Components of the dry cask storage system (i.e., transfer cask, canister, transfer system, and storage module) are designed to maximize use of existing site features and procedures. The existing structures, systems, and components that will be used during transfer of spent fuel to dry storage include: the fuel building truck bay area, the fuel pool and deck area and associated HVAC and filter systems, fuel handling equipment, radwaste decontamination systems, single failure proof cask handling crane, auxiliary hoists, access roads, security processing facilities, fire protection systems, water, power and gas supplies and hookups. Interfacing procedures include the site NUREG 0612 heavy load program, security program, and fire protection program. Indirect affects are a concern with respect to interactions with structures, systems, and components in the vicinity of the activity for the operating units and for external hazards (weather, seismic, toxic hazards, personnel safety, heavy load drop, etc). Analysis of the single failure proof crane concluded that the dynamic effects from maximum drop would be limited to 9 inches following an uncontrolled lowering of a load.
Evaluation Summary:
Interim dry storage of Unit 1 spent fuel assemblies is limited to spent fuel assemblies that have been removed from the reactor for over 10 years. This requirement provides an inherent safety feature in that the radiological consequences of postulated accidents are conservatively bounded by evaluation of accidents involving release of radioactive materials in the operating plant.
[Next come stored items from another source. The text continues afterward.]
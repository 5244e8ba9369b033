//! Wire types for the emissions service API

use chrono::{DateTime, Days, NaiveDate, Utc};
use serde::{Deserialize, Serialize};

use crate::format;

/// Server-assigned user identifier; the only durable credential material.
pub type UserId = i64;

/// Top categories shown on the dashboard are capped at this many entries.
pub const TOP_CATEGORY_LIMIT: usize = 5;

/// Sign-up request payload, forwarded verbatim to the service.
#[derive(Debug, Clone, Serialize, Deserialize)]
pub struct SignUpRequest {
    /// Display name of the new account
    pub name: String,

    /// Email address used to sign in
    pub email: String,

    /// Plaintext password; hashed server-side
    pub password: String,
}

/// Sign-in request payload, forwarded verbatim to the service.
#[derive(Debug, Clone, Serialize, Deserialize)]
pub struct SignInRequest {
    /// Email address of the account
    pub email: String,

    /// Plaintext password
    pub password: String,
}

/// Response to a successful sign-up or sign-in.
///
/// The id is the value written into the session store.
#[derive(Debug, Clone, Copy, PartialEq, Eq, Serialize, Deserialize)]
pub struct AuthResponse {
    /// Server-assigned user id
    pub user_id: UserId,
}

/// Profile of the currently authenticated user.
#[derive(Debug, Clone, PartialEq, Eq, Serialize, Deserialize)]
pub struct UserProfile {
    /// Server-assigned user id
    pub user_id: UserId,

    /// Display name
    pub name: String,

    /// Email address
    pub email: String,
}

/// A recorded emission activity.
#[derive(Debug, Clone, PartialEq, Serialize, Deserialize)]
pub struct Activity {
    /// Server-assigned activity id
    pub id: i64,

    /// Facility the activity occurred at
    pub facility_id: i64,

    /// When the activity occurred
    pub occurred_at: DateTime<Utc>,

    /// Emission category (raw label, e.g. "fuel_combustion")
    pub category: String,

    /// Measurement unit of `value_numeric`
    pub unit: Option<String>,

    /// Measured quantity
    pub value_numeric: Option<f64>,

    /// Free-form description
    pub description: Option<String>,

    /// Caller-supplied idempotency/source identifier
    pub source_id: Option<String>,
}

/// Request body for recording a new activity.
#[derive(Debug, Clone, Serialize, Deserialize)]
pub struct NewActivity {
    /// Facility the activity occurred at
    pub facility_id: i64,

    /// When the activity occurred
    pub occurred_at: DateTime<Utc>,

    /// Emission category (raw label)
    pub category: String,

    /// Measurement unit of `value_numeric`
    #[serde(skip_serializing_if = "Option::is_none")]
    pub unit: Option<String>,

    /// Measured quantity
    #[serde(skip_serializing_if = "Option::is_none")]
    pub value_numeric: Option<f64>,

    /// Free-form description
    #[serde(skip_serializing_if = "Option::is_none")]
    pub description: Option<String>,

    /// Caller-supplied idempotency/source identifier
    #[serde(skip_serializing_if = "Option::is_none")]
    pub source_id: Option<String>,
}

/// Query parameters for listing activities. Absent fields are omitted from
/// the request.
#[derive(Debug, Clone, Default, Serialize)]
pub struct ActivityQuery {
    /// 1-based page number
    pub page: Option<u32>,

    /// Page size
    pub page_size: Option<u32>,

    /// Restrict to one facility
    pub facility_id: Option<i64>,

    /// Restrict to one raw category label
    pub category: Option<String>,
}

/// Per-scope KPI totals for a date range.
#[derive(Debug, Clone, PartialEq, Serialize, Deserialize)]
pub struct KpisResponse {
    /// Grand total across all scopes, in kg CO₂e
    pub total_co2e_kg: f64,

    /// Scope 1 (direct) emissions, in kg CO₂e
    pub scope1_kg: f64,

    /// Scope 2 (indirect energy) emissions, in kg CO₂e
    pub scope2_kg: f64,

    /// Scope 3 (other indirect) emissions, in kg CO₂e
    pub scope3_kg: f64,
}

/// One point of the emissions trend series.
#[derive(Debug, Clone, PartialEq, Serialize, Deserialize)]
pub struct TrendPoint {
    /// Period label (ISO date at daily granularity)
    pub period: String,

    /// Emissions for the period, in kg CO₂e
    pub co2e_kg: f64,
}

/// Global (not date-scoped) emissions summary.
#[derive(Debug, Clone, PartialEq, Serialize, Deserialize)]
pub struct SummaryResponse {
    /// All-time grand total, in kg CO₂e
    pub total_co2e_kg: f64,

    /// Number of facilities with recorded activity
    pub facilities_count: u64,

    /// Timestamp of the most recent recorded activity
    pub last_event_at: Option<DateTime<Utc>>,

    /// `[raw label, kg CO₂e]` pairs of the highest-emitting categories
    pub top_categories: Vec<(String, f64)>,
}

/// Inclusive date range for analytics reads.
#[derive(Debug, Clone, Copy, PartialEq, Eq)]
pub struct DateRange {
    /// First day of the range
    pub from: NaiveDate,

    /// Last day of the range
    pub to: NaiveDate,
}

impl DateRange {
    pub fn new(from: NaiveDate, to: NaiveDate) -> Self {
        Self { from, to }
    }

    /// The trailing 30 days ending today; the default when the caller
    /// supplies no range.
    pub fn trailing_30_days() -> Self {
        let to = Utc::now().date_naive();
        let from = to - Days::new(30);
        Self { from, to }
    }
}

/// A top-emitting category, display-ready.
#[derive(Debug, Clone, PartialEq)]
pub struct CategoryBreakdown {
    /// Normalized label (separators replaced, upper-cased)
    pub label: String,

    /// Emissions for the category, in kg CO₂e
    pub co2e_kg: f64,

    /// Formatted value ("950.4kg" / "1.5t")
    pub display_value: String,
}

/// One scope's slice of the KPI breakdown, display-ready.
#[derive(Debug, Clone, PartialEq)]
pub struct ScopeSlice {
    /// Scope name ("Scope 1" / "Scope 2" / "Scope 3")
    pub name: &'static str,

    /// Emissions for the scope, in kg CO₂e
    pub co2e_kg: f64,

    /// Formatted value ("950.4kg" / "1.5t")
    pub display_value: String,
}

/// One consistent snapshot of the three dashboard payloads.
///
/// All fields come from the same fetch cycle; payloads from different cycles
/// are never mixed.
#[derive(Debug, Clone, PartialEq)]
pub struct AnalyticsSnapshot {
    /// Per-scope totals for the requested range
    pub kpis: KpisResponse,

    /// Trend series, ordered by period ascending
    pub trend: Vec<TrendPoint>,

    /// Global summary
    pub summary: SummaryResponse,

    /// Top categories, ordered by value descending and capped at
    /// `TOP_CATEGORY_LIMIT`, display-ready
    pub top_categories: Vec<CategoryBreakdown>,
}

impl AnalyticsSnapshot {
    /// Combine the three decoded payloads into one snapshot.
    ///
    /// Orders the trend by period ascending, orders categories by value
    /// descending truncated to `TOP_CATEGORY_LIMIT`, and derives the
    /// display-ready label and value for each category.
    pub fn assemble(
        kpis: KpisResponse,
        mut trend: Vec<TrendPoint>,
        summary: SummaryResponse,
    ) -> Self {
        trend.sort_by(|a, b| a.period.cmp(&b.period));

        let mut top_categories: Vec<CategoryBreakdown> = summary
            .top_categories
            .iter()
            .map(|(raw, value)| CategoryBreakdown {
                label: format::normalize_category_label(raw),
                co2e_kg: *value,
                display_value: format::format_co2(*value),
            })
            .collect();
        top_categories.sort_by(|a, b| b.co2e_kg.total_cmp(&a.co2e_kg));
        top_categories.truncate(TOP_CATEGORY_LIMIT);

        Self {
            kpis,
            trend,
            summary,
            top_categories,
        }
    }

    /// Per-scope slices with non-zero emissions, display-ready.
    pub fn scope_breakdown(&self) -> Vec<ScopeSlice> {
        [
            ("Scope 1", self.kpis.scope1_kg),
            ("Scope 2", self.kpis.scope2_kg),
            ("Scope 3", self.kpis.scope3_kg),
        ]
        .into_iter()
        .filter(|(_, value)| *value > 0.0)
        .map(|(name, value)| ScopeSlice {
            name,
            co2e_kg: value,
            display_value: format::format_co2(value),
        })
        .collect()
    }
}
The As Low As Reasonably achievable (ALARA) principle was applied to the design to ensure expected occupational dose hazards remain within acceptable limits. The systems used for storage and loading operations satisfy the provisions of the applicable general license in accordance with 10CFR72. The design criteria section of Engineering Change Package (ECP) 020701186-33 evaluated the interface between the transfer system and the existing spent fuel pool, cask handling crane, site infrastructure, and other site conditions and procedures. It concluded that transfer to dry storage using the single failure proof crane in the manner described will not create any situation that exceeds the bounding design criteria for existing plant systems, structures, and components, or for dry storage system components. Therefore, prior NRC review is not considered necessary.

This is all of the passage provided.